From the records that follow, give the number of lines that include the word "Duration", with no further words.

(Stored items)
──────────────────────────────

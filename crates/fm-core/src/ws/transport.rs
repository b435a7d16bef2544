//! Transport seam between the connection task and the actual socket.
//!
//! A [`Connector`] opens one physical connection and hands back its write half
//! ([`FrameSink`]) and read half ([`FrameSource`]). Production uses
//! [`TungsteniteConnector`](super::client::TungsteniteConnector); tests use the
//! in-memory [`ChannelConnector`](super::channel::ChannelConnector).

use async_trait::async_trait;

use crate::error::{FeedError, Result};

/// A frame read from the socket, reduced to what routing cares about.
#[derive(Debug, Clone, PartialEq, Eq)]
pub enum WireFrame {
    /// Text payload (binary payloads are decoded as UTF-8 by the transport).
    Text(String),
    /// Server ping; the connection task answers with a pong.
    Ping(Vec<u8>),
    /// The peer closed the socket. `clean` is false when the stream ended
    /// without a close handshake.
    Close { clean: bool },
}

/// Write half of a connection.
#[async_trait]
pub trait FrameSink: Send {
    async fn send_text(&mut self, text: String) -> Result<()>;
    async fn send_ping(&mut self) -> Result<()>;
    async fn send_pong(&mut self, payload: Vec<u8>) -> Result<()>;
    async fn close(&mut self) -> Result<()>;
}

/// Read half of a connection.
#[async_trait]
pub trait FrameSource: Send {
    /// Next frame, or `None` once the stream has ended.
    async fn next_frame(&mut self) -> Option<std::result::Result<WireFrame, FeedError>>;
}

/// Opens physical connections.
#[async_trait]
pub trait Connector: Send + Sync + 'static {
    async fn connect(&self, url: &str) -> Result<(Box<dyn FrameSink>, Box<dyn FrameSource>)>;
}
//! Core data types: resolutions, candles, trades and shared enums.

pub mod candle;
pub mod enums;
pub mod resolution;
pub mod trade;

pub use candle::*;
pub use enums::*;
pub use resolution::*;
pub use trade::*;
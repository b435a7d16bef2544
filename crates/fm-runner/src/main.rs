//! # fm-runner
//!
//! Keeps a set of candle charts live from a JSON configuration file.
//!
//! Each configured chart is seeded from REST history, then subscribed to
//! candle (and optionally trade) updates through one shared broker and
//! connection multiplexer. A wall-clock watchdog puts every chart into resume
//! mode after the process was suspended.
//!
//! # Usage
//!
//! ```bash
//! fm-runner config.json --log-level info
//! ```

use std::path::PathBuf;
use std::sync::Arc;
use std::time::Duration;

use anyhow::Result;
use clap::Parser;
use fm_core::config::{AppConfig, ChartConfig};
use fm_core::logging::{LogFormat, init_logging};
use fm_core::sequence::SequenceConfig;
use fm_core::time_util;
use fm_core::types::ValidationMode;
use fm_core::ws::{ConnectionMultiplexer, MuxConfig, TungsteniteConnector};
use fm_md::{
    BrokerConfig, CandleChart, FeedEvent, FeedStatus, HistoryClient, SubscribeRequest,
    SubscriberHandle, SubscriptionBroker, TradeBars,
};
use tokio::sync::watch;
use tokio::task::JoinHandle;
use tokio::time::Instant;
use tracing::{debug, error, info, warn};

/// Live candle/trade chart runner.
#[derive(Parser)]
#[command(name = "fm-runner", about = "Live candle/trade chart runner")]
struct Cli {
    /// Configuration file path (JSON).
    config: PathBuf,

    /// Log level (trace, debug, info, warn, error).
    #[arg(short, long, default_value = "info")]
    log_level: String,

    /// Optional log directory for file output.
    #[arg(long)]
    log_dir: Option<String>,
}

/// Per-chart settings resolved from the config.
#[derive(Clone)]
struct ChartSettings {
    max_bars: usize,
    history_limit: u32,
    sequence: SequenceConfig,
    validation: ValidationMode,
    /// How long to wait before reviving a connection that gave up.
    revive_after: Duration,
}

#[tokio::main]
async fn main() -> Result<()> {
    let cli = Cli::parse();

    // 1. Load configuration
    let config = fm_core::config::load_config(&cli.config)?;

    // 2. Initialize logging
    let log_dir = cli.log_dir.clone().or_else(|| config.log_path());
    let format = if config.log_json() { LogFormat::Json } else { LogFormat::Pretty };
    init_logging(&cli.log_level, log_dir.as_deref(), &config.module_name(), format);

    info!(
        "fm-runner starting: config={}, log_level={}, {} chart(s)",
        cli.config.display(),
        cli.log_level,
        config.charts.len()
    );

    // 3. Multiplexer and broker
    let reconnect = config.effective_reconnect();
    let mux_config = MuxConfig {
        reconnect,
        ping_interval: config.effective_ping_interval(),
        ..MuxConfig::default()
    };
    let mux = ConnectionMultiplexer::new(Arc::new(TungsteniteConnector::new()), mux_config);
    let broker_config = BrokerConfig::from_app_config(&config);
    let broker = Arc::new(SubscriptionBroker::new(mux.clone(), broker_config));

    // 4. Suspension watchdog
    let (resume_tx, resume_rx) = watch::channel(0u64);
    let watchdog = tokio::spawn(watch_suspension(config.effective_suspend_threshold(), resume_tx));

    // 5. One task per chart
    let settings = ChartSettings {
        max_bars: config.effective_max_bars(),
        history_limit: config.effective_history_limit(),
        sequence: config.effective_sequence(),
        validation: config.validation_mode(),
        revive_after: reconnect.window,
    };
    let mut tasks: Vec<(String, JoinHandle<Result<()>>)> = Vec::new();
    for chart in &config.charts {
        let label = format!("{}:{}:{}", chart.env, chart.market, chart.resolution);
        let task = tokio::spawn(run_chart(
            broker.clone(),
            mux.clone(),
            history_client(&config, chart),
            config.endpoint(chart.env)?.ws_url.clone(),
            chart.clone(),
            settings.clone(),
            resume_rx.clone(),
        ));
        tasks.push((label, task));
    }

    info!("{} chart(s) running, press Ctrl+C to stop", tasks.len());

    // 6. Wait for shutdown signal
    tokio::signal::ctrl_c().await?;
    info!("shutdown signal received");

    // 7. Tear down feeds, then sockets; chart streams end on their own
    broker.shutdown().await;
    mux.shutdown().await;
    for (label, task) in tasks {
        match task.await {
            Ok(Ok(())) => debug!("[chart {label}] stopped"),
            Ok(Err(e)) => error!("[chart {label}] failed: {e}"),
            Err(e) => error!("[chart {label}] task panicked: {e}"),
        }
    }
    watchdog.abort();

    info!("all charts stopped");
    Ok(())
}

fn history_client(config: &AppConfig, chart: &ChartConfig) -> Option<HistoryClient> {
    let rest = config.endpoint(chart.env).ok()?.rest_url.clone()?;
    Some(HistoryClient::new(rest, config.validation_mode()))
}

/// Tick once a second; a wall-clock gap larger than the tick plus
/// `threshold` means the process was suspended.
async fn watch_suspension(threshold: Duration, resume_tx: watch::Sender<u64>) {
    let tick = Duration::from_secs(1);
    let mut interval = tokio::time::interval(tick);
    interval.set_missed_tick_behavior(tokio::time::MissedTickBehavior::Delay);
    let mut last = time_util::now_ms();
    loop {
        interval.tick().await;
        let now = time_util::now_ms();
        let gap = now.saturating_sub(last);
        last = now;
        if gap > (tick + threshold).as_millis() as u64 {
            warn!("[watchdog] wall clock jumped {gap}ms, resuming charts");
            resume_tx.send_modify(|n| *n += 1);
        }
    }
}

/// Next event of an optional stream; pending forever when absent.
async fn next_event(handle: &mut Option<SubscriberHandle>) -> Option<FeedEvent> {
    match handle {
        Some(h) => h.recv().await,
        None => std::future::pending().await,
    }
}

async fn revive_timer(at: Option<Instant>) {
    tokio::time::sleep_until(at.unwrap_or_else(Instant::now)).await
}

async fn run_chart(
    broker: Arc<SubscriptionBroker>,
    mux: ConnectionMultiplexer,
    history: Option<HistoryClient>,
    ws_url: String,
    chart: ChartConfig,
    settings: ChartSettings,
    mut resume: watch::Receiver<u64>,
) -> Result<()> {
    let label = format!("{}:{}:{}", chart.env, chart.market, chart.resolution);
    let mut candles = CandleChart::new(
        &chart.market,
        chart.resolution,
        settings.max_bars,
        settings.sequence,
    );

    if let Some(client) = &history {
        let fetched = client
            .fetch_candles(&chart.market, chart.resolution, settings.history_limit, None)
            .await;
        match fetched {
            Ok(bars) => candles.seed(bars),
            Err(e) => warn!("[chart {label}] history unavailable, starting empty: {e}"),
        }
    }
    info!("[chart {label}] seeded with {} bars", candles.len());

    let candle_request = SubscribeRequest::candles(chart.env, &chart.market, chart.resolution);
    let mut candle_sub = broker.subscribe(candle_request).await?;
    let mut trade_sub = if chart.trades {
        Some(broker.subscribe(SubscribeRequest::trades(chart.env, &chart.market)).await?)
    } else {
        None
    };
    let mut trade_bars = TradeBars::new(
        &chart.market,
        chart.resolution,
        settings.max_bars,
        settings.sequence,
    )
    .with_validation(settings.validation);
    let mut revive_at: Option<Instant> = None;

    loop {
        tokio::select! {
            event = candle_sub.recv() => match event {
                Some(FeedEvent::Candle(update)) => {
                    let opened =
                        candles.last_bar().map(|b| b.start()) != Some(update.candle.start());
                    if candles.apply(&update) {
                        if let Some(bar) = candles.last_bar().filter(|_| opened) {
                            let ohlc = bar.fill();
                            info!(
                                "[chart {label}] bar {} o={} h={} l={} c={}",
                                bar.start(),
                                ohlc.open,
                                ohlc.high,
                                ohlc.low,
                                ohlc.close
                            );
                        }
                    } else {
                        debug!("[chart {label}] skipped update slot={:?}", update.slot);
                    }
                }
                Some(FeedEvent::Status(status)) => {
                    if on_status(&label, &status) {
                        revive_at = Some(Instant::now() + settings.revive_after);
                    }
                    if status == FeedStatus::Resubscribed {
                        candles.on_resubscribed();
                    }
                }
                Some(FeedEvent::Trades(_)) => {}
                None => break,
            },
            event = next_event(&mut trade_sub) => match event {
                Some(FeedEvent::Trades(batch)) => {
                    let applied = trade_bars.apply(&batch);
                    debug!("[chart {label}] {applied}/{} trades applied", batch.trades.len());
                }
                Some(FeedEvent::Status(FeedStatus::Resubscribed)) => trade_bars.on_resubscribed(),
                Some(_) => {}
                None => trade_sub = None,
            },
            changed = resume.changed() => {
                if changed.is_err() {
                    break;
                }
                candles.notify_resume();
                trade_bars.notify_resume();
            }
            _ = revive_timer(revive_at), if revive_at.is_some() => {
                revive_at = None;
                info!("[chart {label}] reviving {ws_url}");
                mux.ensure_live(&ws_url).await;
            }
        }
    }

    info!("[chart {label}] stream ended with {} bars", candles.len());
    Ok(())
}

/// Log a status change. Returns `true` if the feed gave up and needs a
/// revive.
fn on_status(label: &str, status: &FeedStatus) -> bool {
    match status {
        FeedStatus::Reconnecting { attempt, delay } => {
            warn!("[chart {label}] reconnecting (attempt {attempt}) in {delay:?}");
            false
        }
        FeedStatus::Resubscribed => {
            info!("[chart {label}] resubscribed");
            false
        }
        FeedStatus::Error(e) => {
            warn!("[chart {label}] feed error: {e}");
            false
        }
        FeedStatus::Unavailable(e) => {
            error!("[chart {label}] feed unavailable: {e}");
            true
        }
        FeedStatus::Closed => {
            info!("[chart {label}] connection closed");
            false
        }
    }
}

──────────────────────────────

*Problem solution*
4